**DATA SUPPLIED**.
+ + + +

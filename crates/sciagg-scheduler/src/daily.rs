//! The daily run: harvest → process → graph rebuild → digest.

use std::future::Future;
use std::path::PathBuf;
use std::sync::Arc;
use std::time::Duration;

use anyhow::{Context, Result};
use chrono::{DateTime, NaiveTime, Utc};
use sciagg_common::AppConfig;
use sciagg_db::{ArticleRepository, Database, RunRecord, RunRepository, RunStatus};
use sciagg_ingestion::{run_harvest, HarvestJob, HarvestResult};
use sciagg_kg::{GraphBuilder, GraphStats, KgService};
use sciagg_processor::{run_processing, write_digest, ProcessingConfig, ProcessingResult};
use serde::Serialize;
use tokio::sync::watch;
use tracing::{error, info, instrument, warn};

use crate::schedule::DailySchedule;

/// Run kind recorded in the `runs` table.
pub const DAILY_RUN: &str = "daily";

/// Articles read back for the digest.
const DIGEST_LIMIT: usize = 500;

#[derive(Debug, Clone, Serialize)]
pub struct DailyReport {
    pub harvest: HarvestResult,
    pub processing: ProcessingResult,
    pub graph: GraphStats,
    pub digest: PathBuf,
    /// 1 for a first-try success.
    pub attempts: u32,
}

impl DailyReport {
    fn summary(&self) -> String {
        format!(
            "{} new article(s), {} processed, graph {} nodes / {} edges",
            self.harvest.inserted, self.processing.processed, self.graph.nodes, self.graph.edges
        )
    }
}

/// Call `attempt` until it succeeds, at most `1 + max_retries` times, sleeping
/// `delay` between tries. Returns the last error when every try fails.
pub async fn retry_run<T, F, Fut>(max_retries: u32, delay: Duration, mut attempt: F) -> Result<(T, u32)>
where
    F: FnMut(u32) -> Fut,
    Fut: Future<Output = Result<T>>,
{
    let mut tries = 0;
    loop {
        tries += 1;
        match attempt(tries).await {
            Ok(value) => return Ok((value, tries)),
            Err(e) if tries <= max_retries => {
                warn!(attempt = tries, max_retries, error = %e, "Daily run failed, retrying");
                tokio::time::sleep(delay).await;
            }
            Err(e) => return Err(e.context(format!("daily run failed after {tries} attempt(s)"))),
        }
    }
}

#[derive(Clone)]
pub struct Scheduler {
    db: Arc<Database>,
    config: Arc<AppConfig>,
}

impl Scheduler {
    pub fn new(db: Arc<Database>, config: Arc<AppConfig>) -> Self {
        Self { db, config }
    }

    /// One pass over the four steps, no retries.
    #[instrument(skip(self))]
    pub async fn run_once(&self) -> Result<DailyReport> {
        let settings = &self.config.settings;
        let plan = &settings.scheduler;
        let articles = ArticleRepository::new(self.db.clone());

        // ── 1. Harvest ───────────────────────────────────────────────────────
        let mut job = HarvestJob::from_settings(settings);
        job.max_per_source = plan.harvest_max_per_source;
        let harvest = run_harvest(&job, &self.config.api_keys, &articles, None)
            .await
            .context("harvest step")?;
        anyhow::ensure!(
            !harvest.all_sources_failed(),
            "harvest step: every source failed: {}",
            harvest.errors.join("; ")
        );

        // ── 2. Process ───────────────────────────────────────────────────────
        let processing = run_processing(&articles, &ProcessingConfig::from_settings(settings), plan.process_limit)
            .await
            .context("processing step")?;

        // ── 3. Graph ─────────────────────────────────────────────────────────
        let graph = KgService::new(self.db.clone())
            .rebuild(&GraphBuilder::from_settings(settings), plan.graph_days, plan.graph_limit)
            .await
            .context("graph step")?;

        // ── 4. Digest ────────────────────────────────────────────────────────
        let now = Utc::now();
        let today = now.date_naive();
        let midnight = today.and_time(NaiveTime::MIN).and_utc();
        let todays = articles
            .retrieved_since(midnight, DIGEST_LIMIT)
            .await
            .context("loading today's articles")?;
        let digest = write_digest(&PathBuf::from(&settings.output.markdown_dir), today, &todays, now)
            .context("writing daily digest")?;

        Ok(DailyReport { harvest, processing, graph, digest, attempts: 1 })
    }

    /// The daily run with whole-run retries, recorded in the `runs` table.
    pub async fn run_now(&self) -> Result<DailyReport> {
        let runs = RunRepository::new(self.db.clone());
        let run_id = runs.start(DAILY_RUN).await.context("recording run start")?;
        info!(run_id, "Daily run started");

        let plan = &self.config.settings.scheduler;
        let outcome = retry_run(plan.max_retries, Duration::from_secs(plan.retry_delay_secs), |_| {
            self.run_once()
        })
        .await;

        match outcome {
            Ok((mut report, attempts)) => {
                report.attempts = attempts;
                let summary = report.summary();
                runs.finish(run_id, RunStatus::Success, Some(&summary)).await?;
                info!(run_id, attempts, "Daily run complete: {summary}");
                Ok(report)
            }
            Err(e) => {
                let message = format!("{e:#}");
                error!(run_id, error = %message, "Daily run failed");
                runs.finish(run_id, RunStatus::Failed, Some(&message)).await?;
                Err(e)
            }
        }
    }

    pub async fn last_run(&self) -> Result<Option<RunRecord>> {
        Ok(RunRepository::new(self.db.clone()).last_run(DAILY_RUN).await?)
    }

    /// Next scheduled run after `now`.
    pub fn next_run_after(&self, now: DateTime<Utc>) -> Result<DateTime<Utc>> {
        Ok(DailySchedule::from_settings(&self.config.settings)?.next_after(now))
    }

    /// Sleep until each scheduled time and run, until `shutdown` flips to true.
    pub async fn run_forever(self, mut shutdown: watch::Receiver<bool>) -> Result<()> {
        let schedule = DailySchedule::from_settings(&self.config.settings)?;
        if let Some(last) = self.last_run().await? {
            info!(started_at = %last.started_at, status = last.status.as_str(), "Last daily run");
        }

        loop {
            let now = Utc::now();
            let wait = schedule.wait_from(now);
            info!(next = %schedule.next_after(now), "Scheduler sleeping until next run");

            tokio::select! {
                _ = tokio::time::sleep(wait) => {}
                changed = shutdown.changed() => {
                    if changed.is_err() || *shutdown.borrow() {
                        info!("Scheduler stopped");
                        return Ok(());
                    }
                    continue;
                }
            }

            if let Err(e) = self.run_now().await {
                error!(error = %format!("{e:#}"), "Scheduled run gave up");
            }
        }
    }
}

#[cfg(test)]
mod tests {
    use std::sync::atomic::{AtomicU32, Ordering};

    use sciagg_common::{Settings, Source};

    use super::*;

    #[tokio::test(start_paused = true)]
    async fn test_retry_until_success() {
        let calls = AtomicU32::new(0);
        let start = tokio::time::Instant::now();
        let (value, attempts) = retry_run(3, Duration::from_secs(60), |n| {
            calls.fetch_add(1, Ordering::SeqCst);
            async move {
                if n < 3 {
                    anyhow::bail!("transient failure {n}");
                }
                Ok(n * 10)
            }
        })
        .await
        .unwrap();

        assert_eq!(value, 30);
        assert_eq!(attempts, 3);
        assert_eq!(calls.load(Ordering::SeqCst), 3);
        assert!(start.elapsed() >= Duration::from_secs(120));
    }

    #[tokio::test(start_paused = true)]
    async fn test_retry_gives_up() {
        let calls = AtomicU32::new(0);
        let err = retry_run::<(), _, _>(2, Duration::from_secs(5), |_| {
            calls.fetch_add(1, Ordering::SeqCst);
            async { anyhow::bail!("down") }
        })
        .await
        .unwrap_err();

        assert_eq!(calls.load(Ordering::SeqCst), 3);
        assert!(format!("{err:#}").contains("after 3 attempt(s)"));
    }

    #[tokio::test(start_paused = true)]
    async fn test_no_retries() {
        let calls = AtomicU32::new(0);
        let result = retry_run::<(), _, _>(0, Duration::from_secs(5), |_| {
            calls.fetch_add(1, Ordering::SeqCst);
            async { anyhow::bail!("down") }
        })
        .await;
        assert!(result.is_err());
        assert_eq!(calls.load(Ordering::SeqCst), 1);
    }

    #[tokio::test]
    async fn test_run_now_without_sources_records_run() {
        let out = tempfile::tempdir().unwrap();
        let mut settings = Settings::default();
        settings.search.sources.clear();
        settings.output.markdown_dir = out.path().display().to_string();
        let config = Arc::new(AppConfig {
            config_dir: out.path().to_path_buf(),
            settings,
            api_keys: Default::default(),
        });
        let db = Arc::new(Database::open_in_memory().await.unwrap());
        let scheduler = Scheduler::new(db, config);

        let report = scheduler.run_now().await.unwrap();
        assert_eq!(report.attempts, 1);
        assert_eq!(report.harvest.inserted, 0);
        assert_eq!(report.processing.processed, 0);
        assert_eq!(report.graph.nodes, 0);
        assert!(report.digest.exists());

        let last = scheduler.last_run().await.unwrap().unwrap();
        assert_eq!(last.kind, DAILY_RUN);
        assert_eq!(last.status, RunStatus::Success);
        assert!(last.finished_at.is_some());
    }

    #[tokio::test]
    async fn test_run_fails_when_every_source_fails() {
        let out = tempfile::tempdir().unwrap();
        let mut settings = Settings::default();
        // No harvester exists for Lens, so the only source errors out.
        settings.search.sources = vec![Source::Lens];
        settings.scheduler.max_retries = 0;
        settings.output.markdown_dir = out.path().display().to_string();
        let config = Arc::new(AppConfig {
            config_dir: out.path().to_path_buf(),
            settings,
            api_keys: Default::default(),
        });
        let db = Arc::new(Database::open_in_memory().await.unwrap());
        let scheduler = Scheduler::new(db, config);

        let err = scheduler.run_now().await.unwrap_err();
        assert!(format!("{err:#}").contains("every source failed"));

        let last = scheduler.last_run().await.unwrap().unwrap();
        assert_eq!(last.status, RunStatus::Failed);
        assert!(last.message.unwrap().contains("every source failed"));
    }
}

+ + + +

Every line with the word "changed" in it should be copied from the listing above.

                changed = shutdown.changed() => {
                    if changed.is_err() || *shutdown.borrow() {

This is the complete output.